§ What to work on
Going down the data below, set down exactly the line with "Recall memory engine." and each line after it through the line with "pub mod reload;"; no other lines.

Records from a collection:
↓

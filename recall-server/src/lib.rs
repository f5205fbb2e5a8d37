//! HTTP service wrapping the Recall memory engine.
//!
//! Layout mirrors the lifecycle: [`state`] wires the engine, provider, job
//! table, and queue into one `AppState`; [`routes`] exposes the REST
//! surface; [`governor`] owns the background loops (extraction workers, job
//! reaper, memory trim, embedder auto-reload); [`auth`] and [`metrics`] are
//! the two middleware layers.

pub mod auth;
pub mod governor;
pub mod jobs;
pub mod metrics;
pub mod reload;
pub mod routes;
pub mod state;
pub mod trim;

pub use routes::build_router;
pub use state::{AppState, ServerSettings};
#[tokio::test]
async fn test_snapshot_restore_round_trip() {
    let dir = tempfile::tempdir().unwrap();
    let engine = engine_in(dir.path()).await;
    add_lang_corpus(&engine).await;

    let backup_path = engine.create_backup("pin").await.unwrap();
    let backup_name = backup_path
        .file_name()
        .unwrap()
        .to_string_lossy()
        .to_string();

    let extra: Vec<String> = (0..5).map(|i| format!("extra fact number {i}")).collect();
    let sources: Vec<String> = (0..5).map(|_| "extra.md".to_string()).collect();
    engine
        .add_memories(&extra, &sources, None, false, 0.90)
        .await
        .unwrap();
    assert_eq!(engine.count_memories(None).await, 8);

    let restored = engine.restore_from_backup(&backup_name).await.unwrap();
    assert_eq!(restored.total_memories, 3);
    assert_eq!(engine.count_memories(None).await, 3);
    assert!(engine.is_ready().await.ready);

    // The pre-snapshot top hit comes back.
    let results = engine
        .hybrid_search("Python data science", 1, None, 0.7, None)
        .await
        .unwrap();
    assert_eq!(results[0].record.text, "Python is great for data science");
}

#[tokio::test]
async fn test_restore_rejects_bad_names() {
    let dir = tempfile::tempdir().unwrap();
    let engine = engine_in(dir.path()).await;
    for bad in ["../escape", "a/b", "a\\b"] {
        let err = engine.restore_from_backup(bad).await.unwrap_err();
        assert!(matches!(err, RecallError::InvalidArgument(_)), "{bad}");
    }
    let err = engine.restore_from_backup("missing_19990101_000000").await.unwrap_err();
    assert!(err.is_not_found());
}

#[tokio::test]
async fn test_persistence_across_reopen() {
    let dir = tempfile::tempdir().unwrap();
    {
        let engine = engine_in(dir.path()).await;
        add_lang_corpus(&engine).await;
    }
    // Fresh engine over an empty in-memory store: vectors are rebuilt from
    // the persisted metadata on load.
    let engine = engine_in(dir.path()).await;
    assert_eq!(engine.count_memories(None).await, 3);
    assert!(engine.is_ready().await.ready);
    let results = engine.search("Python", 1, None, None).await.unwrap();
    assert_eq!(results[0].record.text, "Python is great for data science");
}

#[tokio::test]
async fn test_rebuild_from_files_restarts_ids() {
    let dir = tempfile::tempdir().unwrap();
    let engine = engine_in(dir.path()).await;
    add_lang_corpus(&engine).await;

    let doc = dir.path().join("notes.md");
    tokio::fs::write(
        &doc,
        "# Decisions\n\nThe service uses axum for the HTTP layer and tokio for the runtime.\n\n# Learnings\n\nQdrant point ids must be numeric for this store to work correctly.",
    )
    .await
    .unwrap();

    let report = engine.rebuild_from_files(&[doc]).await.unwrap();
    assert_eq!(report.files_processed, 1);
    assert_eq!(report.memories_added, 2);
    assert!(report.backup_location.contains("pre_rebuild"));

    let page = engine.list_memories(0, 10, None).await;
    let ids: Vec<i64> = page.memories.iter().map(|m| m.id).collect();
    assert_eq!(ids, vec![0, 1]);
    assert!(page.memories[0].source.ends_with(":chunk_0"));
    assert!(engine.is_ready().await.ready);
}

#[tokio::test]
async fn test_list_memories_and_folders() {
    let dir = tempfile::tempdir().unwrap();
    let engine = engine_in(dir.path()).await;
    engine
        .add_memories(
            &[
                "alpha fact one".to_string(),
                "alpha fact two".to_string(),
                "beta fact".to_string(),
            ],
            &[
                "proj/a.md".to_string(),
                "proj/b.md".to_string(),
                "other.md".to_string(),
            ],
            None,
            false,
            0.90,
        )
        .await
        .unwrap();

    let page = engine.list_memories(0, 2, Some("proj")).await;
    assert_eq!(page.total, 2);
    assert_eq!(page.memories.len(), 2);
    assert_eq!(engine.count_memories(Some("proj")).await, 2);

    let (folders, total) = engine.list_folders().await;
    assert_eq!(total, 3);
    let names: Vec<&str> = folders.iter().map(|f| f.name.as_str()).collect();
    assert_eq!(names, vec!["other.md", "proj"]);
    assert_eq!(folders[1].count, 2);
}

#[tokio::test]
async fn test_reload_embedder_same_dimension() {
    let dir = tempfile::tempdir().unwrap();
    let engine = engine_in(dir.path()).await;
    add_lang_corpus(&engine).await;

    let report = engine.reload_embedder().await.unwrap();
    assert!(report.reloaded);
    assert_eq!(report.dimension, DIM);

    // Searches still work after the swap.
    let results = engine.search("Python", 1, None, None).await.unwrap();
    assert_eq!(results[0].record.text, "Python is great for data science");
}

#[tokio::test]
async fn test_reload_embedder_rejects_dimension_change() {
    let dir = tempfile::tempdir().unwrap();
    let calls = Arc::new(AtomicUsize::new(0));
    let calls_in_factory = calls.clone();
    let factory: EmbedderFactory = Arc::new(move || {
        let dimension = if calls_in_factory.fetch_add(1, Ordering::SeqCst) == 0 {
            DIM
        } else {
            DIM / 2
        };
        Ok(Box::new(HashEmbedder::new(dimension)) as Box<dyn Embedder>)
    });
    let engine = MemoryEngine::new(EngineOptions {
        data_dir: dir.path().to_path_buf(),
        store: Arc::new(LocalVectorStore::in_memory()),
        embedder_factory: factory,
        cloud: None,
        max_backups: 10,
    })
    .await
    .unwrap();

    let err = engine.reload_embedder().await.unwrap_err();
    assert!(matches!(err, RecallError::InvalidArgument(_)));
    assert_eq!(engine.dimension(), DIM);
}

#[tokio::test]
async fn test_legacy_cutover_archives_index() {
    let dir = tempfile::tempdir().unwrap();
    {
        let engine = engine_in(dir.path()).await;
        add_lang_corpus(&engine).await;
        engine.save().await.unwrap();
    }
    // Drop a legacy vector file next to the metadata, then boot again.
    tokio::fs::write(dir.path().join("index.faiss"), b"legacy-bytes")
        .await
        .unwrap();

    let engine = engine_in(dir.path()).await;
    assert_eq!(engine.count_memories(None).await, 3);

    let marker = dir.path().join("migrations").join("faiss_to_qdrant.done");
    assert!(marker.exists());
    assert!(!dir.path().join("index.faiss").exists());

    let marker_json: serde_json::Value =
        serde_json::from_str(&std::fs::read_to_string(&marker).unwrap()).unwrap();
    assert_eq!(marker_json["migration"], "faiss_to_qdrant");
    assert_eq!(marker_json["metadata_count"], 3);

    // Runs at most once: a second boot with a new legacy file is skipped
    // because the marker exists.
    drop(engine);
    tokio::fs::write(dir.path().join("index.faiss"), b"again")
        .await
        .unwrap();
    let engine = engine_in(dir.path()).await;
    assert!(dir.path().join("index.faiss").exists());
    drop(engine);
}
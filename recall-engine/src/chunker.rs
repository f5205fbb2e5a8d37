//! Markdown-aware chunking for index rebuilds.
//!
//! Splits on ATX headers (up to `####`), tracks the most recent header as
//! section context, and accumulates blank-line paragraphs into chunks capped
//! at `max_chunk_size` characters with a character-tail overlap between
//! consecutive chunks of the same section.

use regex::Regex;
use std::sync::LazyLock;

pub const MAX_CHUNK_SIZE: usize = 1500;
pub const OVERLAP_SIZE: usize = 200;

const MIN_PARAGRAPH_CHARS: usize = 20;
const MIN_CHUNK_CHARS: usize = 30;

static HEADER_SPLIT: LazyLock<Regex> =
    LazyLock::new(|| Regex::new(r"(?m)^(#{1,4}\s+.+)$").unwrap());
static HEADER_LINE: LazyLock<Regex> = LazyLock::new(|| Regex::new(r"^#{1,4}\s+").unwrap());
static PARAGRAPH_SPLIT: LazyLock<Regex> = LazyLock::new(|| Regex::new(r"\n\s*\n").unwrap());

/// One chunk: the text (with its section header prepended) and its source,
/// suffixed `:chunk_<index>`.
pub fn chunk_markdown(
    content: &str,
    source_name: &str,
    max_chunk_size: usize,
    overlap_size: usize,
) -> Vec<(String, String)> {
    let mut chunks: Vec<(String, String)> = Vec::new();
    let mut current_header = String::new();
    let mut buffer = String::new();
    let mut chunk_idx = 0usize;

    let mut flush =
        |buffer: &str, header: &str, chunks: &mut Vec<(String, String)>, idx: &mut usize| {
            let trimmed = buffer.trim();
            if trimmed.len() <= MIN_CHUNK_CHARS {
                return;
            }
            let chunk_text = if header.is_empty() {
                trimmed.to_string()
            } else {
                format!("{header}\n\n{trimmed}")
            };
            chunks.push((chunk_text, format!("{source_name}:chunk_{idx}")));
            *idx += 1;
        };

    for part in split_keeping_headers(content) {
        let part = part.trim();
        if part.is_empty() {
            continue;
        }

        if HEADER_LINE.is_match(part) {
            flush(&buffer, &current_header, &mut chunks, &mut chunk_idx);
            buffer.clear();
            current_header = part.to_string();
            continue;
        }

        for paragraph in PARAGRAPH_SPLIT.split(part) {
            let paragraph = paragraph.trim();
            if paragraph.len() < MIN_PARAGRAPH_CHARS {
                continue;
            }

            let candidate = if buffer.is_empty() {
                paragraph.to_string()
            } else {
                format!("{buffer}\n\n{paragraph}")
            };
            if candidate.len() > max_chunk_size && !buffer.is_empty() {
                flush(&buffer, &current_header, &mut chunks, &mut chunk_idx);
                // Carry the tail of the flushed buffer into the next chunk.
                buffer = if buffer.len() > overlap_size {
                    let tail = tail_chars(&buffer, overlap_size);
                    format!("{tail}\n\n{paragraph}")
                } else {
                    paragraph.to_string()
                };
            } else {
                buffer = candidate;
            }
        }
    }

    flush(&buffer, &current_header, &mut chunks, &mut chunk_idx);
    chunks
}

/// Split content so header lines become standalone parts, mirroring a
/// capture-group split.
fn split_keeping_headers(content: &str) -> Vec<&str> {
    let mut parts = Vec::new();
    let mut last = 0usize;
    for m in HEADER_SPLIT.find_iter(content) {
        if m.start() > last {
            parts.push(&content[last..m.start()]);
        }
        parts.push(m.as_str());
        last = m.end();
    }
    if last < content.len() {
        parts.push(&content[last..]);
    }
    parts
}

/// Last `count` characters, respecting UTF-8 boundaries.
fn tail_chars(text: &str, count: usize) -> String {
    let chars: Vec<char> = text.chars().collect();
    let start = chars.len().saturating_sub(count);
    chars[start..].iter().collect()
}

↑

§ Exercise result
//! HTTP service wrapping the Recall memory engine.
//!
//! Layout mirrors the lifecycle: [`state`] wires the engine, provider, job
//! table, and queue into one `AppState`; [`routes`] exposes the REST
//! surface; [`governor`] owns the background loops (extraction workers, job
//! reaper, memory trim, embedder auto-reload); [`auth`] and [`metrics`] are
//! the two middleware layers.

pub mod auth;
pub mod governor;
pub mod jobs;
pub mod metrics;
pub mod reload;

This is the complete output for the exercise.